== What you have to do ==
Among the entries, find the lines with the string "element" and copy them.

[Stored data entries]
************

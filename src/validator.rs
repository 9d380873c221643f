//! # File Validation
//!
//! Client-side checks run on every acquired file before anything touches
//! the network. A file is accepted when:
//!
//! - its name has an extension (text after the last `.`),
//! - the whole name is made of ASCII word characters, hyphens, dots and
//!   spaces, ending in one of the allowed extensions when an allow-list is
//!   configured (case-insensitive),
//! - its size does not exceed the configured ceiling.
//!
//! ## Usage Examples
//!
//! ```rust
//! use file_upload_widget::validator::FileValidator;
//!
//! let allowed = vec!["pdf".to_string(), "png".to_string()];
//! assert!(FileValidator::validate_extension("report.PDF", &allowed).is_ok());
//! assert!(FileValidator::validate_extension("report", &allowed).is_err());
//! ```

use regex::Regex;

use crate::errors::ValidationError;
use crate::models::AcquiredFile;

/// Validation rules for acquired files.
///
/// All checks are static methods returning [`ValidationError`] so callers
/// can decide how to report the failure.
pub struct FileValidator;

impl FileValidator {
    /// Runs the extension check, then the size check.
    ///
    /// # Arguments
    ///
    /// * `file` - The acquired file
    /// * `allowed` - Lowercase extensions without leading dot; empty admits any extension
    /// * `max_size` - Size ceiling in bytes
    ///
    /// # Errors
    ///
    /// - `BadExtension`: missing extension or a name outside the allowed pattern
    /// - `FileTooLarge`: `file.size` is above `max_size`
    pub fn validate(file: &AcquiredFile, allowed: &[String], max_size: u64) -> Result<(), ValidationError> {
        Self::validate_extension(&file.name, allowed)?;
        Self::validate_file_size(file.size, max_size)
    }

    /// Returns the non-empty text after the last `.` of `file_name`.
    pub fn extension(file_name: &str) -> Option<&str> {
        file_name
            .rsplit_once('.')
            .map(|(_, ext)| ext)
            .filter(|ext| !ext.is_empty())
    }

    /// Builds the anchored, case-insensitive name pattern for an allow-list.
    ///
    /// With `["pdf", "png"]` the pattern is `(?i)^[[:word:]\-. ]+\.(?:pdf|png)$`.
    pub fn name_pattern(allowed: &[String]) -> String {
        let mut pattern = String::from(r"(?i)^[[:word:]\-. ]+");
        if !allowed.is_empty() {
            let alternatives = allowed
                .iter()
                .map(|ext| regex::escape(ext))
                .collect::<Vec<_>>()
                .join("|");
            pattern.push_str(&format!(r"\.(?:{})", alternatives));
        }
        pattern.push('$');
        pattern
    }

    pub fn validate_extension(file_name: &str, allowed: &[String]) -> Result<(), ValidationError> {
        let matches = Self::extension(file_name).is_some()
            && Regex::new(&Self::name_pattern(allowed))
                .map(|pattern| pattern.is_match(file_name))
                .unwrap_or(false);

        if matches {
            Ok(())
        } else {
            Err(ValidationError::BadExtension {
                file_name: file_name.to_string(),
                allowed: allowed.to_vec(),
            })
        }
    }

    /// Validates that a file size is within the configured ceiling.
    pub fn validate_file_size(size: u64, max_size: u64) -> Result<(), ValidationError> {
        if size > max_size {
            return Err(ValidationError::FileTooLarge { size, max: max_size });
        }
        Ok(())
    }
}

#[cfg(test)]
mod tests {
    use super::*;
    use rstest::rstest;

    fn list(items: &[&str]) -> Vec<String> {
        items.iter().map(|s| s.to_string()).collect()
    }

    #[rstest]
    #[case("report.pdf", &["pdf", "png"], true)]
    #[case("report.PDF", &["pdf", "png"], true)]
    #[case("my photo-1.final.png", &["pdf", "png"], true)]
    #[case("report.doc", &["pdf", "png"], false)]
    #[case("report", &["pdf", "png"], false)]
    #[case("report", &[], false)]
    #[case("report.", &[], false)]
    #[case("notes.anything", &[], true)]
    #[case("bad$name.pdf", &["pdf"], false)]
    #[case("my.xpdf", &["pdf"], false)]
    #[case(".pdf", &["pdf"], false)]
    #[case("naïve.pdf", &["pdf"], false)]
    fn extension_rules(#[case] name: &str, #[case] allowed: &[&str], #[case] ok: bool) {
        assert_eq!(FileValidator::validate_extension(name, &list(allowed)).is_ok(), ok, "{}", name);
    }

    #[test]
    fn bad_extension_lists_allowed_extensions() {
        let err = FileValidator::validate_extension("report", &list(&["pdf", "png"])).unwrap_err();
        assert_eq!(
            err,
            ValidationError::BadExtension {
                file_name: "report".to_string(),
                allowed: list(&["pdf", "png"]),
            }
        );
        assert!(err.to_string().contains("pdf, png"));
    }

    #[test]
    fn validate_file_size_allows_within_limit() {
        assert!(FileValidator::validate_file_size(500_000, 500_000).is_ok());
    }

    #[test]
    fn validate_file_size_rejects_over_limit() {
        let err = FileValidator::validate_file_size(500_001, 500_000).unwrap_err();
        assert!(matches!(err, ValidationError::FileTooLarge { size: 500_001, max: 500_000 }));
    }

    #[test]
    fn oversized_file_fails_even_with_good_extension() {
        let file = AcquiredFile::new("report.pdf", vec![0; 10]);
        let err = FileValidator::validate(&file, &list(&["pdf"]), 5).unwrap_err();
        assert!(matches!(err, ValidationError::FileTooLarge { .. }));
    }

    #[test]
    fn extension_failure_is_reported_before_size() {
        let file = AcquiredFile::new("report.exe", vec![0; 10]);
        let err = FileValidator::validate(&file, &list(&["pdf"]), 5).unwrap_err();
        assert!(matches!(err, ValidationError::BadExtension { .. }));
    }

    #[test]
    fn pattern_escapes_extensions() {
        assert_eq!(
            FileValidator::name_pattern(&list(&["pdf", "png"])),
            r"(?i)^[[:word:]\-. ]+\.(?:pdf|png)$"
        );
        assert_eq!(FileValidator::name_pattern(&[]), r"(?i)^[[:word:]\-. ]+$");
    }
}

************

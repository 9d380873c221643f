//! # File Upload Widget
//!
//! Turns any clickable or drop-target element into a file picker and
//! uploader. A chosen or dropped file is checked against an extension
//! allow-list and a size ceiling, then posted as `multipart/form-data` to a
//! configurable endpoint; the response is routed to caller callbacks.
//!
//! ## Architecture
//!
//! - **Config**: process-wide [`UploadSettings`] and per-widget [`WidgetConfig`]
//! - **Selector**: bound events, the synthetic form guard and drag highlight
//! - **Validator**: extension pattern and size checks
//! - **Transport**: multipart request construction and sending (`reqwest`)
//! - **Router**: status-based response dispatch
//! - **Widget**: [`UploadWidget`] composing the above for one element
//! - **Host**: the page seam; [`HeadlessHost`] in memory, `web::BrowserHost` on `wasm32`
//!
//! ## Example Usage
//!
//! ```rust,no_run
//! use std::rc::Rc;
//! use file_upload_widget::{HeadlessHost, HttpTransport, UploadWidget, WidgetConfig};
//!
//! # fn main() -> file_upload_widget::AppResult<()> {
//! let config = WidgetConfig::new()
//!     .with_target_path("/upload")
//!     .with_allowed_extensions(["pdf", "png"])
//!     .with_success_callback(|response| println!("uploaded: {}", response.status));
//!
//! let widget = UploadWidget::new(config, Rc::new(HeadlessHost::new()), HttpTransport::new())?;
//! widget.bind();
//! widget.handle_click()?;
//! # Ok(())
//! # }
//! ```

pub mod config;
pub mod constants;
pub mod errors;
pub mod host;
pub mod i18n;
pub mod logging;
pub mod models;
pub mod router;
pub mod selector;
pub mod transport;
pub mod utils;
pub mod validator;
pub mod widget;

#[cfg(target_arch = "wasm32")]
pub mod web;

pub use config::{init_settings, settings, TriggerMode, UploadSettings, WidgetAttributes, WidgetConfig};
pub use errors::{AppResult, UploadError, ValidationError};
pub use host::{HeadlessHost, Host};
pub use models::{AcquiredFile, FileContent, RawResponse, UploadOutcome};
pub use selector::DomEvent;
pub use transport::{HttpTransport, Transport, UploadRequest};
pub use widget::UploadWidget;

************

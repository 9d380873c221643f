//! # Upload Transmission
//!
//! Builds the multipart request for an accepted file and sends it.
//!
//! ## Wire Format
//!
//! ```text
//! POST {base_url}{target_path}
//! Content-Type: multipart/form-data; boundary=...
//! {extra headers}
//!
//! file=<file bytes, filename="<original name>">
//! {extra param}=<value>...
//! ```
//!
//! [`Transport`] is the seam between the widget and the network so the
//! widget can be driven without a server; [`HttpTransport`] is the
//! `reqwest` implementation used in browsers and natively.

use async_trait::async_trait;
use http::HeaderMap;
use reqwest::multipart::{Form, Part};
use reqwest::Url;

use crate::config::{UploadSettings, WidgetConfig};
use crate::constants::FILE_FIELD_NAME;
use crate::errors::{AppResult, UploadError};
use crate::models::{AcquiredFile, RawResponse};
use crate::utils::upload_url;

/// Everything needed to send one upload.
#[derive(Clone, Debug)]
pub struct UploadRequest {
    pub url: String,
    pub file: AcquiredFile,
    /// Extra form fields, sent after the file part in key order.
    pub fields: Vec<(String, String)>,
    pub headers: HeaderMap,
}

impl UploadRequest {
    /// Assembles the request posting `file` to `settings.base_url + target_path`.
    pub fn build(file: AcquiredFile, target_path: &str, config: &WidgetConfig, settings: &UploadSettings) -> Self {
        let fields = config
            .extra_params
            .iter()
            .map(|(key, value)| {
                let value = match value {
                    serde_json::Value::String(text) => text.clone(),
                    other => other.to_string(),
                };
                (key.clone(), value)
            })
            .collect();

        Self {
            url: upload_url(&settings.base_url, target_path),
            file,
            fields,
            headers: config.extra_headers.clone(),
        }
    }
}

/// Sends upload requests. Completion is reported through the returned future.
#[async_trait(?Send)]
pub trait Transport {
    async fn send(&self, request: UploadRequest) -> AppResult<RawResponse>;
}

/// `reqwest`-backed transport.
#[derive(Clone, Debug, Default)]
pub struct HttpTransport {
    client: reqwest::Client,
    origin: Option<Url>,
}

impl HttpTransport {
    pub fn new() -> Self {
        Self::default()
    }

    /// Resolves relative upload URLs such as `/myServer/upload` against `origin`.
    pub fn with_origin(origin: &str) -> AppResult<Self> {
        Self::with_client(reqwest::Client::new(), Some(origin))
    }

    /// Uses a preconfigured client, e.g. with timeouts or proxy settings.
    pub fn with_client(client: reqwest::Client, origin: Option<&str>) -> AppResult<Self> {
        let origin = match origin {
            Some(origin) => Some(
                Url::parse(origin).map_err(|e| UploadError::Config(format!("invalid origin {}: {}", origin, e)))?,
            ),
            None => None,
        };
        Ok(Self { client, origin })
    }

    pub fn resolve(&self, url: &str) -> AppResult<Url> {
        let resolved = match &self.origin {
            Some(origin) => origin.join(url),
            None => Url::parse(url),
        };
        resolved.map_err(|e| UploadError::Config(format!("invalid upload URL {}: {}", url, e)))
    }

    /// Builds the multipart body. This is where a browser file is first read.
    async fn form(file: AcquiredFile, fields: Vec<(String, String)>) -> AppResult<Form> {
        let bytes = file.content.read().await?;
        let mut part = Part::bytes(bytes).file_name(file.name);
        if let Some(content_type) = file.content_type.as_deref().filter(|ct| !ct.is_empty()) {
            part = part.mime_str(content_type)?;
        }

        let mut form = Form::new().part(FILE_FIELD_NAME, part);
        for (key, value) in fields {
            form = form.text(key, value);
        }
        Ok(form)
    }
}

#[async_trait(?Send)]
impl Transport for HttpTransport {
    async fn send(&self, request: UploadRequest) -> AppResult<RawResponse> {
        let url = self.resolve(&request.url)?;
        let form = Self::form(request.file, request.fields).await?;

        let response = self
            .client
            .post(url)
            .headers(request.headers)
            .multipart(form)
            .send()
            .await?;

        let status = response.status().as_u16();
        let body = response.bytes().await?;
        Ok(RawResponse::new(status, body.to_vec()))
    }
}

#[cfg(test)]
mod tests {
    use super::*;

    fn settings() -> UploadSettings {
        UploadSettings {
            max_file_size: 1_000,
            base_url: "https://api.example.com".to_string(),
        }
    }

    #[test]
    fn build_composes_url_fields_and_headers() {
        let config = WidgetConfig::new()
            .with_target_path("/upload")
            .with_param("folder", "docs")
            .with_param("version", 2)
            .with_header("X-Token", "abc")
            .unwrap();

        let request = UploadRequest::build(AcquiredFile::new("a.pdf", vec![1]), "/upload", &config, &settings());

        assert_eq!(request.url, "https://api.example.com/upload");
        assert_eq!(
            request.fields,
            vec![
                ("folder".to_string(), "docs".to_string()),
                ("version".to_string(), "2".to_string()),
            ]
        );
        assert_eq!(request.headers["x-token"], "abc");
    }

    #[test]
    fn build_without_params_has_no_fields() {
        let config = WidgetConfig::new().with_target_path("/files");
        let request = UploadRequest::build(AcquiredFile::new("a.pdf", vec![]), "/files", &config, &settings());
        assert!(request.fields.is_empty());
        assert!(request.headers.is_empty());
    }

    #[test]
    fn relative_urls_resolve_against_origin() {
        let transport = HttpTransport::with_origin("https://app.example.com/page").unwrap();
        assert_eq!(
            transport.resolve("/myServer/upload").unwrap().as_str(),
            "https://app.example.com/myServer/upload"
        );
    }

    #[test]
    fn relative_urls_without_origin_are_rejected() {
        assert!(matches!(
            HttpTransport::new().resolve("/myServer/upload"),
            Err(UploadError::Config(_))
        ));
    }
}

************

== Solution to this problem ==
//! Turns any clickable or drop-target element into a file picker and
//! - **Widget**: [`UploadWidget`] composing the above for one element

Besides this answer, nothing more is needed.